Data excerpts:
===============

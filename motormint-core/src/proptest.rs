//! Property-based tests for core types.
//!
//! Uses proptest to check generator shapes and status-machine properties
//! over arbitrary seeds and inputs.

use chrono::DateTime;
use proptest::prelude::*;
use rand::rngs::StdRng;
use rand::SeedableRng;

use crate::drivechain::{drive_chain_id, DriveChainIdentity, MAX_HEALTH_SCORE};
use crate::escrow::{Currency, EscrowStatus, EscrowTerms, MAX_ESCROW_DAYS, MIN_ESCROW_DAYS};
use crate::id::{
    shorten_address, Address, EscrowId, GeneratedId, IdentityId, TxHash, VehicleId,
};

// ============================================================================
// Strategies
// ============================================================================

fn arb_escrow_status() -> impl Strategy<Value = EscrowStatus> {
    prop_oneof![
        Just(EscrowStatus::Pending),
        Just(EscrowStatus::Active),
        Just(EscrowStatus::Completed),
        Just(EscrowStatus::Cancelled),
        Just(EscrowStatus::Disputed),
    ]
}

/// Timestamps between 2001 and 2286.
fn arb_millis() -> impl Strategy<Value = i64> {
    1_000_000_000_000i64..10_000_000_000_000i64
}

// ============================================================================
// Property Tests
// ============================================================================

proptest! {
    #![proptest_config(ProptestConfig::with_cases(500))]

    /// Generated hashes and addresses are always well formed and lowercase.
    #[test]
    fn prop_generated_shapes(seed in any::<u64>()) {
        let mut rng = StdRng::seed_from_u64(seed);
        let hash = TxHash::generate(&mut rng);
        let address = Address::generate(&mut rng);
        prop_assert!(hash.is_well_formed());
        prop_assert!(address.is_well_formed());
        prop_assert_eq!(hash.as_str().to_lowercase(), hash.as_str());
        prop_assert_eq!(address.as_str().to_lowercase(), address.as_str());
    }

    /// Shortened addresses keep the head and tail of long inputs.
    #[test]
    fn prop_shorten_long_address(seed in any::<u64>()) {
        let address = Address::generate(&mut StdRng::seed_from_u64(seed));
        let short = shorten_address(address.as_str());
        prop_assert_eq!(short.len(), 13);
        prop_assert!(short.starts_with(&address.as_str()[..6]));
        prop_assert!(short.ends_with(&address.as_str()[38..]));
    }

    /// Entity ids embed prefix and timestamp.
    #[test]
    fn prop_entity_id_embeds_time(millis in arb_millis(), seed in any::<u64>()) {
        let at = DateTime::from_timestamp_millis(millis).unwrap();
        let id = EscrowId::generate(at, &mut StdRng::seed_from_u64(seed));
        let expected = format!("{}_{}_", EscrowId::PREFIX, millis);
        prop_assert!(id.as_str().starts_with(&expected));

        let dc = IdentityId::generate(at, &mut StdRng::seed_from_u64(seed));
        prop_assert!(dc.as_str().starts_with("dc_"));
    }

    /// DriveChain ids are uppercase and prefixed.
    #[test]
    fn prop_drive_chain_id_shape(millis in arb_millis(), seed in any::<u64>()) {
        let at = DateTime::from_timestamp_millis(millis).unwrap();
        let id = drive_chain_id(at, &mut StdRng::seed_from_u64(seed));
        prop_assert!(id.starts_with("DC-"));
        prop_assert_eq!(id.to_uppercase(), id);
    }

    /// Terminal statuses only ever lead to settlement, never back to ACTIVE.
    #[test]
    fn prop_no_transition_reopens(from in arb_escrow_status(), to in arb_escrow_status()) {
        if from.can_transition_to(to) {
            prop_assert!(to.is_terminal());
            prop_assert!(from == EscrowStatus::Active || from == EscrowStatus::Disputed);
        }
        if from.is_settled() {
            prop_assert!(!from.can_transition_to(to));
        }
    }

    /// Escrow term validation matches the day range exactly.
    #[test]
    fn prop_escrow_days_range(days in 0u32..200) {
        let terms = EscrowTerms {
            vehicle_id: VehicleId::new("V1"),
            seller_address: Address::new("0xa"),
            buyer_address: Address::new("0xb"),
            amount: "1".into(),
            currency: Currency::Moto,
            duration_days: days,
        };
        let in_range = (MIN_ESCROW_DAYS..=MAX_ESCROW_DAYS).contains(&days);
        prop_assert_eq!(terms.validate().is_ok(), in_range);
    }

    /// Health bumps never leave the score range.
    #[test]
    fn prop_health_bump_bounded(start in 0u8..=100, bump in any::<u8>()) {
        let now = chrono::Utc::now();
        let mut identity = DriveChainIdentity {
            id: IdentityId::new("dc_1"),
            vehicle_id: VehicleId::new("V1"),
            vin: "1HGCM82633A004352".into(),
            drive_chain_id: "DC-1".into(),
            health_score: start,
            maintenance_log_hash: TxHash::new("0x0"),
            last_maintenance_update: now,
            fraud_score: 0.0,
            is_authentic: true,
            registered_at: now,
        };
        identity.bump_health(bump);
        prop_assert!(identity.health_score <= MAX_HEALTH_SCORE);
        prop_assert!(identity.health_score >= start);
    }
}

===============

**Task objective**
When the line with "prefix and timestamp." is reached in the data above, start copying there, and copy each line exactly until the line with "fn prop_drive_chain_id_shape(millis in" has been copied; copy nothing else.

**Your response**
    /// Entity ids embed prefix and timestamp.
    #[test]
    fn prop_entity_id_embeds_time(millis in arb_millis(), seed in any::<u64>()) {
        let at = DateTime::from_timestamp_millis(millis).unwrap();
        let id = EscrowId::generate(at, &mut StdRng::seed_from_u64(seed));
        let expected = format!("{}_{}_", EscrowId::PREFIX, millis);
        prop_assert!(id.as_str().starts_with(&expected));

        let dc = IdentityId::generate(at, &mut StdRng::seed_from_u64(seed));
        prop_assert!(dc.as_str().starts_with("dc_"));
    }

    /// DriveChain ids are uppercase and prefixed.
    #[test]
    fn prop_drive_chain_id_shape(millis in arb_millis(), seed in any::<u64>()) {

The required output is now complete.